Médecins, patients, journalistes : nous sommes bombardés d'infos sur le Covid19. Difficile d'avoir une vision globale sur la crise sanitaire majeure que nous vivons...

Dr Paul De Munck : C'est impossible d'avoir une vision globale. C'est le premier problème à identifier. Personne n'a une vision panoramique, d'hélicoptère sur la situation.

On a cru comprendre que les MG n'auraient plus de contact physique avec les malades Covid19 et utilisent les consultations téléphoniques...

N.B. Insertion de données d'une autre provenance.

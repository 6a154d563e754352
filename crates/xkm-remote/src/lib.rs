//! HTTP client for the remote comic archive.
//!
//! A fetch is a single request/response: no retries happen here. Callers that
//! want retries consult [`FetchError::retry_disposition`].

use std::fmt;
use std::time::Duration;

use anyhow::Context;
use async_trait::async_trait;
use reqwest::StatusCode;
use serde::Deserialize;
use thiserror::Error;
use tracing::{debug, info_span, Instrument};
use xkm_core::Entry;

pub const CRATE_NAME: &str = "xkm-remote";

pub const DEFAULT_BASE_URL: &str = "https://xkcd.com";

/// Which archive document to request.
#[derive(Debug, Clone, Copy, PartialEq, Eq, Hash)]
pub enum FetchTarget {
    /// Whatever the remote currently considers the most recent entry.
    Latest,
    Num(u32),
}

impl From<u32> for FetchTarget {
    /// `0` is not a valid entry number and maps to the latest sentinel.
    fn from(num: u32) -> Self {
        if num == 0 {
            Self::Latest
        } else {
            Self::Num(num)
        }
    }
}

impl fmt::Display for FetchTarget {
    fn fmt(&self, f: &mut fmt::Formatter<'_>) -> fmt::Result {
        match self {
            Self::Latest => f.write_str("latest"),
            Self::Num(num) => write!(f, "#{num}"),
        }
    }
}

#[derive(Debug, Clone, Copy, PartialEq, Eq)]
pub enum RetryDisposition {
    Retryable,
    NonRetryable,
}

pub fn classify_status(status: StatusCode) -> RetryDisposition {
    if status.is_server_error() || status == StatusCode::TOO_MANY_REQUESTS {
        RetryDisposition::Retryable
    } else {
        RetryDisposition::NonRetryable
    }
}

pub fn classify_reqwest_error(err: &reqwest::Error) -> RetryDisposition {
    if err.is_timeout() || err.is_connect() || err.is_request() {
        RetryDisposition::Retryable
    } else {
        RetryDisposition::NonRetryable
    }
}

#[derive(Debug, Error)]
pub enum FetchError {
    #[error("fetching {target}: request failed: {source}")]
    Request {
        target: FetchTarget,
        #[source]
        source: reqwest::Error,
    },
    #[error("fetching {target}: http status {status} for {url}")]
    HttpStatus {
        target: FetchTarget,
        status: u16,
        url: String,
    },
    #[error("fetching {target}: malformed body: {source}")]
    Decode {
        target: FetchTarget,
        #[source]
        source: serde_json::Error,
    },
    #[error("fetching {target}: {reason}")]
    Invalid { target: FetchTarget, reason: String },
}

impl FetchError {
    pub fn target(&self) -> FetchTarget {
        match self {
            Self::Request { target, .. }
            | Self::HttpStatus { target, .. }
            | Self::Decode { target, .. }
            | Self::Invalid { target, .. } => *target,
        }
    }

    /// True for malformed or inconsistent bodies, false for transport/HTTP failures.
    pub fn is_decode_failure(&self) -> bool {
        matches!(self, Self::Decode { .. } | Self::Invalid { .. })
    }

    pub fn retry_disposition(&self) -> RetryDisposition {
        match self {
            Self::Request { source, .. } => classify_reqwest_error(source),
            Self::HttpStatus { status, .. } => StatusCode::from_u16(*status)
                .map(classify_status)
                .unwrap_or(RetryDisposition::NonRetryable),
            Self::Decode { .. } | Self::Invalid { .. } => RetryDisposition::NonRetryable,
        }
    }
}

/// Anything that can hand out archive entries.
#[async_trait]
pub trait EntrySource: Send + Sync {
    async fn fetch(&self, target: FetchTarget) -> Result<Entry, FetchError>;

    async fn fetch_latest(&self) -> Result<Entry, FetchError> {
        self.fetch(FetchTarget::Latest).await
    }

    async fn fetch_num(&self, num: u32) -> Result<Entry, FetchError> {
        self.fetch(FetchTarget::from(num)).await
    }
}

/// Wire shape of `info.0.json`. Every field except `transcript` is required.
#[derive(Debug, Deserialize)]
struct WireEntry {
    num: i64,
    title: String,
    img: String,
    alt: String,
    #[serde(default)]
    transcript: String,
}

/// Strictly decode an archive document fetched for `target`.
pub fn decode_entry(target: FetchTarget, body: &[u8]) -> Result<Entry, FetchError> {
    let wire: WireEntry =
        serde_json::from_slice(body).map_err(|source| FetchError::Decode { target, source })?;

    let num = u32::try_from(wire.num)
        .ok()
        .filter(|num| *num > 0)
        .ok_or_else(|| FetchError::Invalid {
            target,
            reason: format!("entry number {} is not a positive integer", wire.num),
        })?;

    if let FetchTarget::Num(requested) = target {
        if requested != num {
            return Err(FetchError::Invalid {
                target,
                reason: format!("remote answered with entry #{num}"),
            });
        }
    }

    Ok(Entry {
        num,
        title: wire.title,
        image: wire.img,
        alt: wire.alt,
        transcript: wire.transcript,
    })
}

#[derive(Debug, Clone)]
pub struct HttpClientConfig {
    pub base_url: String,
    pub timeout: Duration,
    pub user_agent: Option<String>,
    pub use_system_proxy: bool,
}

impl Default for HttpClientConfig {
    fn default() -> Self {
        Self {
            base_url: DEFAULT_BASE_URL.to_string(),
            timeout: Duration::from_secs(20),
            user_agent: None,
            use_system_proxy: true,
        }
    }
}

/// [`EntrySource`] backed by the archive's JSON endpoints.
#[derive(Debug, Clone)]
pub struct HttpEntrySource {
    client: reqwest::Client,
    base_url: String,
}

impl HttpEntrySource {
    pub fn new(config: HttpClientConfig) -> anyhow::Result<Self> {
        let mut builder = reqwest::Client::builder()
            .gzip(true)
            .brotli(true)
            .timeout(config.timeout);

        if let Some(user_agent) = &config.user_agent {
            builder = builder.user_agent(user_agent.clone());
        }
        if !config.use_system_proxy {
            builder = builder.no_proxy();
        }

        let client = builder.build().context("building reqwest client")?;
        Ok(Self {
            client,
            base_url: config.base_url.trim_end_matches('/').to_string(),
        })
    }

    pub fn url_for(&self, target: FetchTarget) -> String {
        match target {
            FetchTarget::Latest => format!("{}/info.0.json", self.base_url),
            FetchTarget::Num(num) => format!("{}/{num}/info.0.json", self.base_url),
        }
    }
}

#[async_trait]
impl EntrySource for HttpEntrySource {
    async fn fetch(&self, target: FetchTarget) -> Result<Entry, FetchError> {
        let url = self.url_for(target);
        let span = info_span!("http_fetch", %target, url = %url);

        async move {
            let resp = self
                .client
                .get(&url)
                .send()
                .await
                .map_err(|source| FetchError::Request { target, source })?;

            let status = resp.status();
            if !status.is_success() {
                return Err(FetchError::HttpStatus {
                    target,
                    status: status.as_u16(),
                    url: resp.url().to_string(),
                });
            }

            let body = resp
                .bytes()
                .await
                .map_err(|source| FetchError::Request { target, source })?;
            debug!(bytes = body.len(), "fetched archive document");
            decode_entry(target, &body)
        }
        .instrument(span)
        .await
    }
}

Plus de contacts physiques, ce n'est pas exact. La stratégie est d'éviter les contacts physiques avec des patients suspects d'être positifs avec des symptômes tels que décrits par Sciensano. Mais le médecin ne peut jamais savoir si le patient est contagieux ou pas. Il y a des contacts qui s'ignorent. Il y a également des contacts avec des Covid19 avérés ou hautement suspects dans les centres de tri. Tant qu'on ne connaîtra pas le statut immunitaire des citoyens examinés, on n'échappera jamais à un risque de contagion pour un malade qui est déjà porteur mais asymptomatique ou bien qui est guéri mais qui est encore potentiellement contagieux.

Ces contacts dont vous parlez ne se font-ils pas avec masque de protection ?

Oui et non. La grande question, ce sont les équipements de protection individuelle. Il y masque et masque. Je rappelle que les masques chirurgicaux dont tout le personnel médical et soignant ne dispose d'ailleurs toujours pas en totalité (certains, oui ; beaucoup d'autres non) protègent la personne qui se trouve en face du médecin. Si ce dernier est contagieux, le masque protège le patient du médecin. Mais pas l'inverse. Les masques FFP2, dont on manque CRUELLEMENT au niveau des soignants, que ce soit en hospitalier ou en ambulatoire, protègent le médecin (ou le soignant) lui-même de la contagion éventuelle du patient.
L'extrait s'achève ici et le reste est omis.